Context objects are context managers. Although you can call the .__enter__() method directly, it is typically called by a with statement.

In a with statement, Python calls the context manager’s .__enter__() method before executing the with block. Optionally, you may give the ContextSelect object returned by .__enter__() a name in the as part of the with statement. After the with block executes, the with statement automatically executes the Context.__exit__() method.

Returns#

A ContextSelect object.

Example#

You create rule contexts with Model.rule() and query contexts with Model.query(). The Model.query() context’s .__enter__() method returns a ContextSelect object, typically given the name select, that you use to select query results:

#import relationalai as rai

model = rai.Model("people")
Person = model.Type("Person")

# The `with` statement calls the `model.rule()` context's
# `.__enter__()` method automatically.

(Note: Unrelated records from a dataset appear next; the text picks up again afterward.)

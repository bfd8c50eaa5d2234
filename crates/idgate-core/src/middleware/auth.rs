use std::sync::Arc;

use async_trait::async_trait;
use tracing::{debug, warn};

use super::{AuthContext, Middleware, Next, Request, Response};
use crate::auth::{AuthHint, Authenticator};
use crate::error::{AuthError, Error, Result};

/// Makes sure a valid session exists before any tool call runs.
///
/// Runs the same reuse-or-login decision as the `login` command on every
/// tool call, so a session that expires while the server is up is replaced
/// on the next call. Non-tool requests pass through untouched.
pub struct AuthMiddleware {
    authenticator: Arc<Authenticator>,
}

impl AuthMiddleware {
    pub fn new(authenticator: Arc<Authenticator>) -> Self {
        Self { authenticator }
    }
}

#[async_trait]
impl Middleware for AuthMiddleware {
    fn name(&self) -> &'static str {
        "auth"
    }

    async fn handle(&self, mut request: Request, next: Next<'_>) -> Result<Response> {
        if !request.is_tool_call() {
            return next.run(request).await;
        }

        if let Err(e) = request.tool_call_params() {
            warn!(error = %e, "Rejecting malformed tool call");
            let source = Error::auth("authenticate", AuthError::InvalidRequest(e.to_string()));
            return Err(Error::AuthenticationFailed(Box::new(source)));
        }

        let hint = AuthHint::for_client(request.context.client_name.clone());
        let cancel = request.context.cancel.clone();

        let session = self
            .authenticator
            .login(false, Some(&hint), &cancel)
            .await
            .map_err(|e| Error::AuthenticationFailed(Box::new(e)))?;

        debug!(session_id = %session.session_id, "Request authenticated");
        request.context.auth = Some(AuthContext { session });
        next.run(request).await
    }
}
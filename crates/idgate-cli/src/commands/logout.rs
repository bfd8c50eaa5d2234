use std::path::PathBuf;

use anyhow::{Context, Result};

use idgate_core::auth::{logout, LogoutOutcome};
use idgate_core::store::StoreType;

pub fn run(store_type: StoreType, store_dir: Option<PathBuf>) -> Result<()> {
    let store = super::open_store(store_type, store_dir)?;
    let outcome = logout(store.as_ref()).context("Logout failed")?;
    println!("{}", describe(&outcome));
    Ok(())
}

fn describe(outcome: &LogoutOutcome) -> String {
    match outcome {
        LogoutOutcome::NoSession => "No session to log out of.".to_string(),
        LogoutOutcome::Removed { session_id } => format!("Logged out (session {}).", session_id),
    }
}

The `ContextSelect` object
# returned by `.__enter__()` is not typically used in a rule.
with model.rule():
    Person.add(name="Fred")

# The `with` statement calls the `model.query()` context's
# `.__enter__()` method and assigns the `ContextSelect`
# object it returns to a Python variable named `select`.
with model.query() as select:
    person = Person()
    response = select(person.name)

print(response.results)
# Output:
#    name
# 0  Fred

Calling select returns the same Context object created by model.query() in the with statement. The results of the query are stored as a pandas DataFrame and are accessible via the Context.results attribute.